■ Description of the task:
Where a line in the records below includes "Default", pull that line out.

[Stored data]

Start of Block

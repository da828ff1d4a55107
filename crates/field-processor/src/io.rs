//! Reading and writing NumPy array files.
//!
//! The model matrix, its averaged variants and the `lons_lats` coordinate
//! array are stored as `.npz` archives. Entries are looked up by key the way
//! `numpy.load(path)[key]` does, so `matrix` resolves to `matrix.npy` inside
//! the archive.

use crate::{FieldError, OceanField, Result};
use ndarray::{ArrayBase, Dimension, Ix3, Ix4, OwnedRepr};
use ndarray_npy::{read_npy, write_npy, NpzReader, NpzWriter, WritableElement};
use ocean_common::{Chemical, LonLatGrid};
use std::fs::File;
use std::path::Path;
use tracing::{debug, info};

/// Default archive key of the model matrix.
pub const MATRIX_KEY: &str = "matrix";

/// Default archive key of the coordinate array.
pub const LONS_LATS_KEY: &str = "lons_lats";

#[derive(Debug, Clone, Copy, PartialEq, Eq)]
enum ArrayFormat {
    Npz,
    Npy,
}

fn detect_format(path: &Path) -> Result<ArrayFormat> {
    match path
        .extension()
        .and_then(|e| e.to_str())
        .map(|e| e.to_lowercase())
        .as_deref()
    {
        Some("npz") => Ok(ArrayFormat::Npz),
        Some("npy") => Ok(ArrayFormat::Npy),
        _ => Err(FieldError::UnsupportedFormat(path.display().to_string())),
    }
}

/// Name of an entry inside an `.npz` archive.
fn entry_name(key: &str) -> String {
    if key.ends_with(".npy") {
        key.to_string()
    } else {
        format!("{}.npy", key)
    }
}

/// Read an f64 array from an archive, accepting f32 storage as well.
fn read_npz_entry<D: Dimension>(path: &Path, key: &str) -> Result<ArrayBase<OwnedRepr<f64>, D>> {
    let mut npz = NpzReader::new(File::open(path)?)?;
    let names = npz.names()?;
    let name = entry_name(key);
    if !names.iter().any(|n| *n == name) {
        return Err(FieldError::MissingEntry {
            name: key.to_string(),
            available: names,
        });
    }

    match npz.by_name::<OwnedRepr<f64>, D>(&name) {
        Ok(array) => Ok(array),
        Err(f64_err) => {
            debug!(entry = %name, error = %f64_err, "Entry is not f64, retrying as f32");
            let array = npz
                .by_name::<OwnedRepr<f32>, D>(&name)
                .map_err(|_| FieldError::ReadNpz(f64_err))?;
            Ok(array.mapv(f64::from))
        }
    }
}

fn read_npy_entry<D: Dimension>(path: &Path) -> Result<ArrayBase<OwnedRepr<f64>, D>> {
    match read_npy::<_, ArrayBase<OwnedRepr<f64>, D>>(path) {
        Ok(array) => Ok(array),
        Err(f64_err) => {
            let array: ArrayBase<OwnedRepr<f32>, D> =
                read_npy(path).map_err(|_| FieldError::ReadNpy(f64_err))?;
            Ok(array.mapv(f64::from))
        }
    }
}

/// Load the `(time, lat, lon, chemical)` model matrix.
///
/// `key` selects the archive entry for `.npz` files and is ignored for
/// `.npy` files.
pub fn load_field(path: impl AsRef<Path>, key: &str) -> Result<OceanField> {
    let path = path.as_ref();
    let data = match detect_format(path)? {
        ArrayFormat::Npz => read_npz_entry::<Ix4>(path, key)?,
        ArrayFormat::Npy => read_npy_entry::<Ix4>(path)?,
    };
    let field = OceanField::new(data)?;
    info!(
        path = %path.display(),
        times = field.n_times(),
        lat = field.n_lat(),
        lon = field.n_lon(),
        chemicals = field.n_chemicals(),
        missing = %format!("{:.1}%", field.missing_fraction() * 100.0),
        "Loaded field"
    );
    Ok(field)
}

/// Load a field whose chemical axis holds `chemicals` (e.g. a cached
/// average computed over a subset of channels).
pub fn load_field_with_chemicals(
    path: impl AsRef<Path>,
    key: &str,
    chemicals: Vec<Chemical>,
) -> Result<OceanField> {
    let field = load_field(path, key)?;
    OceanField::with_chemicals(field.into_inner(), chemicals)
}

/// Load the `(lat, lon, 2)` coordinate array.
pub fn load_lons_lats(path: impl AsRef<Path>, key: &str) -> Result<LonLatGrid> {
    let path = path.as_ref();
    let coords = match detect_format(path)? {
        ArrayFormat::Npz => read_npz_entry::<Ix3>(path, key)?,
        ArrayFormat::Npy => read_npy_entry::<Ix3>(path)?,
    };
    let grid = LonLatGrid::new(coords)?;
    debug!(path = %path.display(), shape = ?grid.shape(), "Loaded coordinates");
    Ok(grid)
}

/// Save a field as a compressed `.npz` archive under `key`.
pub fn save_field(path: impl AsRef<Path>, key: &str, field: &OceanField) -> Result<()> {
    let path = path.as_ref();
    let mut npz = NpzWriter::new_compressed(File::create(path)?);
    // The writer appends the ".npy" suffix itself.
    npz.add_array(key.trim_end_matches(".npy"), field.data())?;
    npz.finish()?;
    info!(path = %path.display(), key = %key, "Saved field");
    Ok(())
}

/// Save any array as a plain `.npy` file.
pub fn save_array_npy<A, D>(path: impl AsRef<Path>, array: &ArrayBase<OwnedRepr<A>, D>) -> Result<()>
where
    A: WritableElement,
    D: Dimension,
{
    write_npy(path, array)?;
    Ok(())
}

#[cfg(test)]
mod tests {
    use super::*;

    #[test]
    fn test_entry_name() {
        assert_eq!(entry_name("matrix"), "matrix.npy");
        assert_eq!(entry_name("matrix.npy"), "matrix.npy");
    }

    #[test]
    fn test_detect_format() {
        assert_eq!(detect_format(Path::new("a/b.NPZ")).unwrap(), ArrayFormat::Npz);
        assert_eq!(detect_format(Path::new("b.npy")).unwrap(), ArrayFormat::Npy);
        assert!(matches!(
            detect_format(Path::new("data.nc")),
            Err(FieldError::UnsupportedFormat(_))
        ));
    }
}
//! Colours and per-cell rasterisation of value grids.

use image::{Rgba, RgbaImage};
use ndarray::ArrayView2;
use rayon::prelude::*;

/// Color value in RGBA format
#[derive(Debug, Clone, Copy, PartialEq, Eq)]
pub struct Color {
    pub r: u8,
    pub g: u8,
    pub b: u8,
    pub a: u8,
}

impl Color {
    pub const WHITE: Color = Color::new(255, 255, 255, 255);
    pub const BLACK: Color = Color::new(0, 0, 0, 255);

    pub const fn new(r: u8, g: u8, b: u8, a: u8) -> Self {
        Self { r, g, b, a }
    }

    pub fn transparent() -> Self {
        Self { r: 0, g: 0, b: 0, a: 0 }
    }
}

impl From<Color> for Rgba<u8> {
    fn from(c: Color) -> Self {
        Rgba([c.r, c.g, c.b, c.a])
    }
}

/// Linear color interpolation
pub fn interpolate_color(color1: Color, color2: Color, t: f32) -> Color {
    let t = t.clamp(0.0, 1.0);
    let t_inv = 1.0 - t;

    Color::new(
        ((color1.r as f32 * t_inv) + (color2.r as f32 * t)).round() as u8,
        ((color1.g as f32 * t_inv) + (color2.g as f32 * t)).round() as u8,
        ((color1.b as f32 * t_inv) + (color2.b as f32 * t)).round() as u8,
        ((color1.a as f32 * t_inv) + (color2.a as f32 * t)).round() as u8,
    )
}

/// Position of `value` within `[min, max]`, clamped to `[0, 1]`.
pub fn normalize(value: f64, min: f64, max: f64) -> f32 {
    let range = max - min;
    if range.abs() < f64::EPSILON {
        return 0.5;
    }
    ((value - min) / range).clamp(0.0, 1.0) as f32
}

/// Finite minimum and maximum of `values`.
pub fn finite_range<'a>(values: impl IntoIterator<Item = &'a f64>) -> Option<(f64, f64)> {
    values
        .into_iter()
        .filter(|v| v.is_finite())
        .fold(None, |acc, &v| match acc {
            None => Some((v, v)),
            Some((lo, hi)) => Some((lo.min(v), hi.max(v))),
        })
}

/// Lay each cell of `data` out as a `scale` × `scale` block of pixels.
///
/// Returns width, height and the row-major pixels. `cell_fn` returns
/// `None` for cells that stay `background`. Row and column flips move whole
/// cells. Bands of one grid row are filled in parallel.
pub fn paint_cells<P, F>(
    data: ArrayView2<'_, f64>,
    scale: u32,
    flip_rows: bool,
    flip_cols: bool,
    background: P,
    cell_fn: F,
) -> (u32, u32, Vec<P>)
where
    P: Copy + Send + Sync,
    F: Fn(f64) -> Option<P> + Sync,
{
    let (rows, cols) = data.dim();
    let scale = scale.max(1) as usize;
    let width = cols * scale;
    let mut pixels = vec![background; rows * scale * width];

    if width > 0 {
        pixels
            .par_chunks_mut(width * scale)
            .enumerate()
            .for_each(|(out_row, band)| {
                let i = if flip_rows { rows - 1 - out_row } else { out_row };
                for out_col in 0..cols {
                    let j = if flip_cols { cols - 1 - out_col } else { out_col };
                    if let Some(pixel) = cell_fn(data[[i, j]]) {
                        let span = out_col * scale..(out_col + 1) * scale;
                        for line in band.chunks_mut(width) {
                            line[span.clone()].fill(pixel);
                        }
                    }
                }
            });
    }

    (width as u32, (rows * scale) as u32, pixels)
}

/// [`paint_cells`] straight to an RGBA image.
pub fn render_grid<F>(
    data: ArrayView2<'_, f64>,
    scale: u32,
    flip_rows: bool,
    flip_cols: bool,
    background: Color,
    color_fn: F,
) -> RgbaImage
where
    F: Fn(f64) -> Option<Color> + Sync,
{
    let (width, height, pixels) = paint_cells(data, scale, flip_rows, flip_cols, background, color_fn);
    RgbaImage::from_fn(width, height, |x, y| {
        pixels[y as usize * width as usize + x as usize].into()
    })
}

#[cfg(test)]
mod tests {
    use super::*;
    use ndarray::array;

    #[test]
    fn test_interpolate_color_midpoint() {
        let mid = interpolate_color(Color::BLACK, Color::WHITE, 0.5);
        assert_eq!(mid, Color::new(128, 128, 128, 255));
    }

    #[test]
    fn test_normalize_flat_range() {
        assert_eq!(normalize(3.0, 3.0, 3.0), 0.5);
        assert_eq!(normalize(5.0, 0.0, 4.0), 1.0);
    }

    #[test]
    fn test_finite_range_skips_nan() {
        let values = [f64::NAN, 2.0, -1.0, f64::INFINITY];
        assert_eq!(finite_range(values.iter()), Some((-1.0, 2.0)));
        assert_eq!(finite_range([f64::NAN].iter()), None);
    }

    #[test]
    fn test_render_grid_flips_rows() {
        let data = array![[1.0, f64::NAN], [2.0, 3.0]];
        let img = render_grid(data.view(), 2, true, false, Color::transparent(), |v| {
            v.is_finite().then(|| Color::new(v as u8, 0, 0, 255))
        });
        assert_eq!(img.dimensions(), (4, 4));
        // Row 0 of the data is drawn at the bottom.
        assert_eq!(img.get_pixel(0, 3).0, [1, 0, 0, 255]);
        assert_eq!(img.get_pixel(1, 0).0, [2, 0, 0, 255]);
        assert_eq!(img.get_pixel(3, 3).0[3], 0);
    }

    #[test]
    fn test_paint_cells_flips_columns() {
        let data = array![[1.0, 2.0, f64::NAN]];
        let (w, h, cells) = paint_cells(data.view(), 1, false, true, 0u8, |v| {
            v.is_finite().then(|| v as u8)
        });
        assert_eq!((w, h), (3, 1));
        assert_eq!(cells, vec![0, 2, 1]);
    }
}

End of Block

■ Your solution:
/// Default archive key of the model matrix.
/// Default archive key of the coordinate array.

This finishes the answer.